**WORK INSTRUCTIONS**
What you return must match every record word for word.

================================

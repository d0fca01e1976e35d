//! Core types shared by the decoder, the catalog and the settlement tracker.
//!
//! These are the shapes the ledger collaborator hands back. They are plain data
//! so the subsystems never depend on the RPC client types directly.

use serde::{Deserialize, Serialize};

pub use solana_sdk::pubkey::Pubkey;

/// One account as returned by a ledger read.
#[derive(Debug, Clone, PartialEq, Eq, Serialize, Deserialize)]
pub struct RawAccount {
    /// Address of the account itself
    pub address: Pubkey,
    /// Program that owns the account
    pub owner: Pubkey,
    /// Lamport balance
    pub lamports: u64,
    /// Opaque account payload
    pub data: Vec<u8>,
}

impl RawAccount {
    pub fn new(address: Pubkey, owner: Pubkey, lamports: u64, data: Vec<u8>) -> Self {
        Self { address, owner, lamports, data }
    }
}

/// Token balance entry attached to a confirmed transaction.
#[derive(Debug, Clone, PartialEq, Eq, Serialize, Deserialize)]
pub struct TokenBalance {
    /// Index into the transaction's account key list
    pub account_index: u8,
    pub mint: String,
    pub owner: Option<String>,
    /// Raw amount in the token's smallest unit
    pub amount: u128,
    pub decimals: u8,
}

/// Transaction detail as reported by the ledger once the signature is indexed.
#[derive(Debug, Clone, Default, PartialEq, Serialize, Deserialize)]
pub struct LedgerTxDetail {
    pub slot: u64,
    pub block_time: Option<i64>,
    pub fee: u64,
    /// Execution error, serialized as the ledger reported it
    pub err: Option<serde_json::Value>,
    /// Account keys in message order (static keys followed by loaded addresses)
    pub account_keys: Vec<String>,
    pub pre_balances: Vec<u64>,
    pub post_balances: Vec<u64>,
    pub pre_token_balances: Vec<TokenBalance>,
    pub post_token_balances: Vec<TokenBalance>,
}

================================

**EXERCISE ANSWER**
repository d0fca01e1976e35d
//! Core types shared by the decoder, the catalog and the settlement tracker.
//!
//! These are the shapes the ledger collaborator hands back. They are plain data
//! so the subsystems never depend on the RPC client types directly.

use serde::{Deserialize, Serialize};

pub use solana_sdk::pubkey::Pubkey;

/// One account as returned by a ledger read.
#[derive(Debug, Clone, PartialEq, Eq, Serialize, Deserialize)]
pub struct RawAccount {
    /// Address of the account itself
    pub address: Pubkey,
    /// Program that owns the account
    pub owner: Pubkey,
    /// Lamport balance
    pub lamports: u64,
    /// Opaque account payload
    pub data: Vec<u8>,
}

impl RawAccount {
    pub fn new(address: Pubkey, owner: Pubkey, lamports: u64, data: Vec<u8>) -> Self {
        Self { address, owner, lamports, data }
    }
}

/// Token balance entry attached to a confirmed transaction.
#[derive(Debug, Clone, PartialEq, Eq, Serialize, Deserialize)]
pub struct TokenBalance {
    /// Index into the transaction's account key list
    pub account_index: u8,
    pub mint: String,
    pub owner: Option<String>,
    /// Raw amount in the token's smallest unit
    pub amount: u128,
    pub decimals: u8,
}

/// Transaction detail as reported by the ledger once the signature is indexed.
#[derive(Debug, Clone, Default, PartialEq, Serialize, Deserialize)]
pub struct LedgerTxDetail {
    pub slot: u64,
    pub block_time: Option<i64>,
    pub fee: u64,
    /// Execution error, serialized as the ledger reported it
    pub err: Option<serde_json::Value>,
    /// Account keys in message order (static keys followed by loaded addresses)
    pub account_keys: Vec<String>,
    pub pre_balances: Vec<u64>,
    pub post_balances: Vec<u64>,
    pub pre_token_balances: Vec<TokenBalance>,
    pub post_token_balances: Vec<TokenBalance>,
}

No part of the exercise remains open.